Films this week 5/11 – 5/13/23
by Gary Palmucci | 11th May 2023 | Gary's Corner
Two additions to this weekend’s New Plaza Cinema program (we’ll be closed on Friday for a special CUNY event) are “Critic’s Picks” from the estimable Manohla Dargis, currently the NY Times’ sole Chief Film Critic while the search for A.O. Scott’s replacement continues.
Based on an acclaimed 2016 Italian novel by Paolo Cognetti, The Eight Mountains chronicles the decades-long friendship of two young men who first meet when one’s parents, as Dargis writes, “rent an apartment in the Aosta Valley, a shockingly beautiful swathe of the Italian Alps that borders both France and Switzerland…you are immediately plunged into the region’s splendors and mysteries, its densely sheltering foliage, enigmatically abandoned corners and dramatic, seemingly limitless vistas.”
For both boys, their friendship proves a soul-sustaining connection…the Belgian writer-directors Felix van Groeningen (Oscar-nominated The Broken Circle Breakdown) and Charlotte Vandermeersch keep the characters — and the movie– immersed in beauty as the children grow up, drift apart and reunite as adults.”
French director Rebecca Zlotowski’s recent feature An Easy Girl has been a Netflix staple for several years. Her new film Other People’s Children follows Rachel, a confident Parisian teacher whose ease with work, family and openness to new love affairs seem to give her life an almost-fairy tale dimension.

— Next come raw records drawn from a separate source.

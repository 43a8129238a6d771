//! Light/dark theme owned by the controller.

use std::sync::atomic::{AtomicBool, Ordering};

use wavecast_core::ThemePreference;

#[derive(Debug, Clone, Copy, PartialEq, Eq)]
pub enum Theme {
    Light,
    Dark,
}

impl Theme {
    pub fn toggled(self) -> Self {
        match self {
            Theme::Light => Theme::Dark,
            Theme::Dark => Theme::Light,
        }
    }

    pub fn as_str(self) -> &'static str {
        match self {
            Theme::Light => "light",
            Theme::Dark => "dark",
        }
    }

    /// Terminal preference from a `COLORFGBG` value (`"fg;bg"` or
    /// `"fg;default;bg"`). Background colors 0-6 and 8 are dark.
    pub fn from_colorfgbg(value: Option<&str>) -> Option<Self> {
        let background: u8 = value?.rsplit(';').next()?.trim().parse().ok()?;
        Some(match background {
            0..=6 | 8 => Theme::Dark,
            _ => Theme::Light,
        })
    }

    /// Resolve a configured preference. `System` reads the environment once.
    pub fn resolve(preference: ThemePreference) -> Self {
        match preference {
            ThemePreference::Light => Theme::Light,
            ThemePreference::Dark => Theme::Dark,
            ThemePreference::System => {
                let detected = std::env::var("COLORFGBG").ok();
                let theme = Self::from_colorfgbg(detected.as_deref()).unwrap_or(Theme::Light);
                tracing::debug!("Detected system theme: {}", theme.as_str());
                theme
            }
        }
    }
}

/// Current theme. Not persisted.
#[derive(Debug)]
pub struct ThemeState {
    dark: AtomicBool,
}

impl ThemeState {
    pub fn new(initial: Theme) -> Self {
        Self {
            dark: AtomicBool::new(initial == Theme::Dark),
        }
    }

    pub fn current(&self) -> Theme {
        if self.dark.load(Ordering::Acquire) {
            Theme::Dark
        } else {
            Theme::Light
        }
    }

    /// Flip the theme and return the new one.
    pub fn toggle(&self) -> Theme {
        let previous = if self.dark.fetch_xor(true, Ordering::AcqRel) {
            Theme::Dark
        } else {
            Theme::Light
        };
        previous.toggled()
    }
}

#[cfg(test)]
mod tests {
    use super::*;

    #[test]
    fn test_toggle_flips_twice_back() {
        let state = ThemeState::new(Theme::Light);
        assert_eq!(state.toggle(), Theme::Dark);
        assert_eq!(state.current(), Theme::Dark);
        assert_eq!(state.toggle(), Theme::Light);
        assert_eq!(state.current(), Theme::Light);
    }

    #[test]
    fn test_explicit_preferences() {
        assert_eq!(Theme::resolve(ThemePreference::Dark), Theme::Dark);
        assert_eq!(Theme::resolve(ThemePreference::Light), Theme::Light);
    }

    #[test]
    fn test_colorfgbg_parsing() {
        assert_eq!(Theme::from_colorfgbg(Some("15;0")), Some(Theme::Dark));
        assert_eq!(Theme::from_colorfgbg(Some("0;15")), Some(Theme::Light));
        assert_eq!(Theme::from_colorfgbg(Some("15;default;8")), Some(Theme::Dark));
        assert_eq!(Theme::from_colorfgbg(Some("garbage")), None);
        assert_eq!(Theme::from_colorfgbg(None), None);
    }

    #[test]
    fn test_toggled() {
        assert_eq!(Theme::Dark.toggled(), Theme::Light);
        assert_eq!(Theme::Light.toggled().as_str(), "dark");
    }
}
//! Device location.
//!
//! Platforms plug in through [`DeviceLocator`]. The shipped locator reports the
//! coordinates from the user's configuration.

use std::future::Future;
use std::time::Duration;

use crate::types::{Location, LocationError};

/// Source of the device position. `locate` may suspend until a fix arrives.
pub trait DeviceLocator: Send + Sync {
    fn locate(&self) -> impl Future<Output = Result<Location, LocationError>> + Send;
}

/// Locator backed by fixed, configured coordinates.
#[derive(Debug, Clone, Default)]
pub struct ConfiguredLocator {
    coordinates: Option<(f64, f64)>,
}

impl ConfiguredLocator {
    pub fn new(coordinates: Option<(f64, f64)>) -> Self {
        Self { coordinates }
    }

    pub fn is_available(&self) -> bool {
        self.coordinates.is_some()
    }
}

impl DeviceLocator for ConfiguredLocator {
    async fn locate(&self) -> Result<Location, LocationError> {
        let (latitude, longitude) = self.coordinates.ok_or(LocationError::ServiceUnavailable)?;
        Ok(Location {
            latitude,
            longitude,
            accuracy_meters: None,
        })
    }
}

/// Wait for a fix, turning a slow locator into [`LocationError::Timeout`].
pub async fn locate_with_timeout<L: DeviceLocator>(
    locator: &L,
    timeout: Duration,
) -> Result<Location, LocationError> {
    match tokio::time::timeout(timeout, locator.locate()).await {
        Ok(result) => result,
        Err(_) => {
            tracing::warn!("No location fix within {:?}", timeout);
            Err(LocationError::Timeout)
        }
    }
}
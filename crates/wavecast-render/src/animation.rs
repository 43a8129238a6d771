//! Owned, cancellable frame loops.

use std::sync::atomic::{AtomicU64, Ordering};
use std::sync::Arc;
use std::time::Duration;

use parking_lot::Mutex;
use tokio::task::JoinHandle;
use tokio::time::MissedTickBehavior;
use tokio_util::sync::CancellationToken;

use crate::renderer::SeriesRenderer;
use crate::surface::Surface;

#[derive(Debug, Clone, Copy, PartialEq, Eq)]
pub enum LoopState {
    Animating,
    Stopped,
}

/// Handle to a running waveform animation.
///
/// The loop redraws `surface` every `interval` until [`stop`](Self::stop) is
/// called or the handle is dropped. Must be created inside a tokio runtime.
#[derive(Debug)]
pub struct AnimationHandle {
    token: CancellationToken,
    task: Option<JoinHandle<()>>,
    frames: Arc<AtomicU64>,
}

impl AnimationHandle {
    pub fn spawn<S>(mut renderer: SeriesRenderer, surface: Arc<Mutex<S>>, interval: Duration) -> Self
    where
        S: Surface + 'static,
    {
        let token = CancellationToken::new();
        let frames = Arc::new(AtomicU64::new(0));
        let metric = renderer.view().metric();

        let task = tokio::spawn({
            let token = token.clone();
            let frames = frames.clone();
            async move {
                let mut ticker = tokio::time::interval(interval);
                ticker.set_missed_tick_behavior(MissedTickBehavior::Skip);
                tracing::debug!("{} animation started", metric.label());

                loop {
                    tokio::select! {
                        biased;
                        _ = token.cancelled() => break,
                        _ = ticker.tick() => {
                            renderer.draw_frame(&mut *surface.lock());
                            frames.fetch_add(1, Ordering::Relaxed);
                        }
                    }
                }

                tracing::debug!("{} animation stopped", metric.label());
            }
        });

        Self {
            token,
            task: Some(task),
            frames,
        }
    }

    /// Request the loop to end. No frame starts after this returns.
    pub fn stop(&self) {
        self.token.cancel();
    }

    /// Stop and wait for the loop to exit.
    pub async fn shutdown(mut self) {
        self.token.cancel();
        if let Some(task) = self.task.take() {
            if let Err(e) = task.await {
                tracing::warn!("Animation task ended abnormally: {}", e);
            }
        }
    }

    pub fn state(&self) -> LoopState {
        let finished = self.task.as_ref().map_or(true, JoinHandle::is_finished);
        if self.token.is_cancelled() || finished {
            LoopState::Stopped
        } else {
            LoopState::Animating
        }
    }

    pub fn frames_drawn(&self) -> u64 {
        self.frames.load(Ordering::Relaxed)
    }
}

impl Drop for AnimationHandle {
    fn drop(&mut self) {
        self.token.cancel();
    }
}
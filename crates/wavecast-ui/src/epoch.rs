use std::sync::atomic::{AtomicU64, Ordering};

/// Last-writer-wins guard for overlapping requests.
///
/// Every request takes a new epoch before it starts; a response may only be
/// applied while its epoch is still the latest.
#[derive(Debug, Default)]
pub struct SearchEpoch {
    latest: AtomicU64,
}

impl SearchEpoch {
    pub fn new() -> Self {
        Self::default()
    }

    /// Start a new request and return its epoch.
    pub fn advance(&self) -> u64 {
        self.latest.fetch_add(1, Ordering::AcqRel) + 1
    }

    pub fn current(&self) -> u64 {
        self.latest.load(Ordering::Acquire)
    }

    pub fn is_current(&self, epoch: u64) -> bool {
        self.current() == epoch
    }
}
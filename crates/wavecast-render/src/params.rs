//! Latitude-derived animation parameters.
//!
//! Pace and color are pure functions of the query latitude so the same place
//! always animates the same way.

use wavecast_weather::Metric;

/// Phase advance per frame at the equator
pub const BASE_SPEED: f64 = 0.02;
/// Degrees of latitude per extra unit of phase speed
pub const SPEED_SCALE: f64 = 1500.0;
pub const BASE_HUE: f64 = 210.0;
pub const HUE_PER_DEGREE: f64 = 0.3;

pub fn speed_for_latitude(latitude: f64) -> f64 {
    BASE_SPEED + latitude.abs() / SPEED_SCALE
}

/// Stroke hue in degrees, wrapped into `[0, 360)`.
pub fn hue_for_latitude(latitude: f64) -> f64 {
    (BASE_HUE + latitude * HUE_PER_DEGREE).rem_euclid(360.0)
}

/// Everything a renderer needs besides the data.
#[derive(Debug, Clone, Copy, PartialEq)]
pub struct WaveParams {
    pub hue: f64,
    pub speed: f64,
    /// Share of the surface height the data may swing across
    pub strength: f64,
}

impl WaveParams {
    pub fn new(metric: Metric, latitude: f64) -> Self {
        Self {
            hue: hue_for_latitude(latitude),
            speed: speed_for_latitude(latitude),
            strength: strength_for(metric),
        }
    }
}

fn strength_for(metric: Metric) -> f64 {
    match metric {
        Metric::Temperature => 0.6,
        Metric::Pressure => 0.4,
        Metric::WindSpeed => 0.5,
    }
}

#[cfg(test)]
mod tests {
    use super::*;

    #[test]
    fn test_parameters_are_deterministic() {
        assert_eq!(speed_for_latitude(52.52), speed_for_latitude(52.52));
        assert_eq!(hue_for_latitude(52.52), hue_for_latitude(52.52));
        assert_eq!(
            WaveParams::new(Metric::Pressure, 52.52),
            WaveParams::new(Metric::Pressure, 52.52)
        );
    }

    #[test]
    fn test_speed_grows_with_distance_from_equator() {
        assert_eq!(speed_for_latitude(0.0), BASE_SPEED);
        assert!(speed_for_latitude(60.0) > speed_for_latitude(30.0));
        assert_eq!(speed_for_latitude(-45.0), speed_for_latitude(45.0));
    }

    #[test]
    fn test_hue_shifts_with_latitude() {
        assert_eq!(hue_for_latitude(0.0), 210.0);
        assert!((hue_for_latitude(52.52) - 225.756).abs() < 1e-9);
        assert!((hue_for_latitude(-90.0) - 183.0).abs() < 1e-9);
    }

    #[test]
    fn test_metrics_share_latitude_parameters() {
        let temperature = WaveParams::new(Metric::Temperature, 10.0);
        let wind = WaveParams::new(Metric::WindSpeed, 10.0);
        assert_eq!(temperature.hue, wind.hue);
        assert_eq!(temperature.speed, wind.speed);
        assert_ne!(temperature.strength, wind.strength);
    }
}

Although, as Manohla notes, “Zlotowski makes it clear that Rachel isn’t waiting for a man either to complete her or deliver her into a happily ever after,” she soon meets Ali (the magnetic Roschdy Zem).Their relationship quickly deepens, as does her rapport with his 4-year-old daughter, and the passage of time also mingles life’s inevitably rueful complexities, seen with the filmmaker’s unsentimental clarity.
Bernardo Bertolucci’s masterful The Conformist has long been a New Plaza Cinema staple — at benefit screenings, on our Classic Film Talk Back…we couldn’t resist adding a recent 4K picture and sound upgrade to our schedule, with a bit of “added value”: Max Alvarez has prepped a 12-minute interview with cinematographer Vittorio Storaro, adapted from his 2022 Zoom visit with Max, Dan Cahill and I, to introduce Sunday’s showing.
Later that afternoon we’ll be presenting the local theatrical premiere of a US-Israeli indie drama, You Will Not Play Wagner, based on a play by the late Victor Gordon and set in NY, Lenox MA, and Tel Aviv, about the struggle to reconcile a young musical prodigy’s desire to conduct a Wagner piece for his “final presentation,” in Israel, no less.
I strongly recommend reading this recent article in Jewish Boston for more detailed background on the film, whose director and lead actress will be present for a Q&A.
And finally, there’ll be reprise shows this weekend of both the riveting R.M.N. and Those Who Remained.